WHAT IS REQUIRED — The expected output is exactly the lines below, starting at the line with "out of range." and ending at the line with "the lane afterwards.", both included; no other line belongs in it.
======== SUPPLIED ENTRIES
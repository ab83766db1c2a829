//! DhruvaFleet - fleet coordination simulator
//!
//! Loads a navigation graph, spawns the robots listed in the scenario,
//! dispatches their tasks and ticks the fleet at a fixed period until every
//! robot is at rest, the tick limit is reached or Ctrl-C is pressed.

use std::path::{Path, PathBuf};
use std::sync::Arc;
use std::sync::atomic::{AtomicBool, Ordering};

use clap::Parser;
use tracing::info;

use dhruva_fleet::{FleetConfig, FleetError, FleetRunner, Result};

const DEFAULT_CONFIG: &str = "dhruva_fleet.toml";

#[derive(Parser, Debug)]
#[command(name = "dhruva-fleet")]
#[command(about = "Simulate a robot fleet on a navigation graph")]
#[command(version)]
struct Args {
    /// Configuration file (TOML)
    config: Option<PathBuf>,

    /// Navigation graph JSON, overrides [graph].path
    #[arg(long)]
    graph: Option<PathBuf>,

    /// Level to load, overrides [graph].level
    #[arg(long)]
    level: Option<String>,

    /// Stop after this many ticks, overrides [simulation].max_ticks
    #[arg(long)]
    ticks: Option<u64>,
}

fn main() -> Result<()> {
    // Initialize logging
    let filter = tracing_subscriber::EnvFilter::try_from_default_env()
        .unwrap_or_else(|_| tracing_subscriber::EnvFilter::new("dhruva_fleet=info,fleet_events=info"));
    tracing_subscriber::fmt().with_env_filter(filter).init();

    let args = Args::parse();
    let mut config = load_config(args.config.as_deref())?;

    if let Some(graph) = args.graph {
        config.graph.path = graph;
    }
    if let Some(level) = args.level {
        config.graph.level = level;
    }
    if let Some(ticks) = args.ticks {
        config.simulation.max_ticks = ticks;
    }

    info!("DhruvaFleet v{}", env!("CARGO_PKG_VERSION"));
    info!(
        "Graph {:?}, level '{}', {} robots, {} tasks",
        config.graph.path,
        config.graph.level,
        config.scenario.spawn.len(),
        config.scenario.task.len()
    );
    if config.traffic.strict_reservations {
        info!("Strict route reservations enabled");
    }

    let mut runner = FleetRunner::from_config(&config)?;

    let running = Arc::new(AtomicBool::new(true));
    let r = Arc::clone(&running);
    ctrlc::set_handler(move || {
        r.store(false, Ordering::SeqCst);
    })
    .map_err(|e| FleetError::Config(format!("Failed to set Ctrl-C handler: {}", e)))?;

    let ticks = runner.run(&running)?;
    info!("DhruvaFleet finished after {} ticks", ticks);
    Ok(())
}

/// Load the given config, else `dhruva_fleet.toml` if present, else defaults.
fn load_config(path: Option<&Path>) -> Result<FleetConfig> {
    match path {
        Some(path) => {
            info!("Loading configuration from {:?}", path);
            FleetConfig::load(path)
        }
        None if Path::new(DEFAULT_CONFIG).exists() => {
            info!("Loading configuration from {}", DEFAULT_CONFIG);
            FleetConfig::load(Path::new(DEFAULT_CONFIG))
        }
        None => {
            info!("Using default configuration");
            Ok(FleetConfig::default())
        }
    }
}
//! Per-tick vertex and lane occupancy.

use std::collections::HashMap;

use crate::graph::{LaneKey, VertexIdx};
use crate::robot::RobotId;

/// Which robots sit on each vertex and which robot holds each lane.
///
/// Rebuilt from the robots every tick; the robots are authoritative.
#[derive(Clone, Debug, Default)]
pub struct OccupancyTable {
    vertices: Vec<Vec<RobotId>>,
    lanes: HashMap<LaneKey, RobotId>,
}

impl OccupancyTable {
    pub fn new(vertex_count: usize) -> Self {
        let mut table = Self::default();
        table.reset(vertex_count);
        table
    }

    /// Clear everything and size the vertex table for the loaded level.
    pub fn reset(&mut self, vertex_count: usize) {
        self.vertices.clear();
        self.vertices.resize(vertex_count, Vec::new());
        self.lanes.clear();
    }

    /// Record `robot` on `vertex`. Returns false if the vertex is out of range.
    pub fn occupy_vertex(&mut self, vertex: VertexIdx, robot: RobotId) -> bool {
        match self.vertices.get_mut(vertex.index()) {
            Some(occupants) => {
                if !occupants.contains(&robot) {
                    occupants.push(robot);
                }
                true
            }
            None => false,
        }
    }

    /// Give `lane` to `robot` unless another robot already holds it.
    ///
    /// Returns true when `robot` holds the lane afterwards.
    pub fn claim_lane(&mut self, lane: LaneKey, robot: RobotId) -> bool {
        *self.lanes.entry(lane).or_insert(robot) == robot
    }

    /// Robots on `vertex` (empty for out-of-range indices).
    pub fn occupants(&self, vertex: VertexIdx) -> &[RobotId] {
        self.vertices
            .get(vertex.index())
            .map(Vec::as_slice)
            .unwrap_or(&[])
    }

    pub fn lane_holder(&self, lane: LaneKey) -> Option<RobotId> {
        self.lanes.get(&lane).copied()
    }

    /// Number of vertices with at least one robot.
    pub fn occupied_vertex_count(&self) -> usize {
        self.vertices.iter().filter(|o| !o.is_empty()).count()
    }

    pub fn held_lane_count(&self) -> usize {
        self.lanes.len()
    }

    pub fn is_empty(&self) -> bool {
        self.lanes.is_empty() && self.vertices.iter().all(Vec::is_empty)
    }
}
================
ANSWER —
    /// Record `robot` on `vertex`. Returns false if the vertex is out of range.
    pub fn occupy_vertex(&mut self, vertex: VertexIdx, robot: RobotId) -> bool {
        match self.vertices.get_mut(vertex.index()) {
            Some(occupants) => {
                if !occupants.contains(&robot) {
                    occupants.push(robot);
                }
                true
            }
            None => false,
        }
    }

    /// Give `lane` to `robot` unless another robot already holds it.
    ///
    /// Returns true when `robot` holds the lane afterwards.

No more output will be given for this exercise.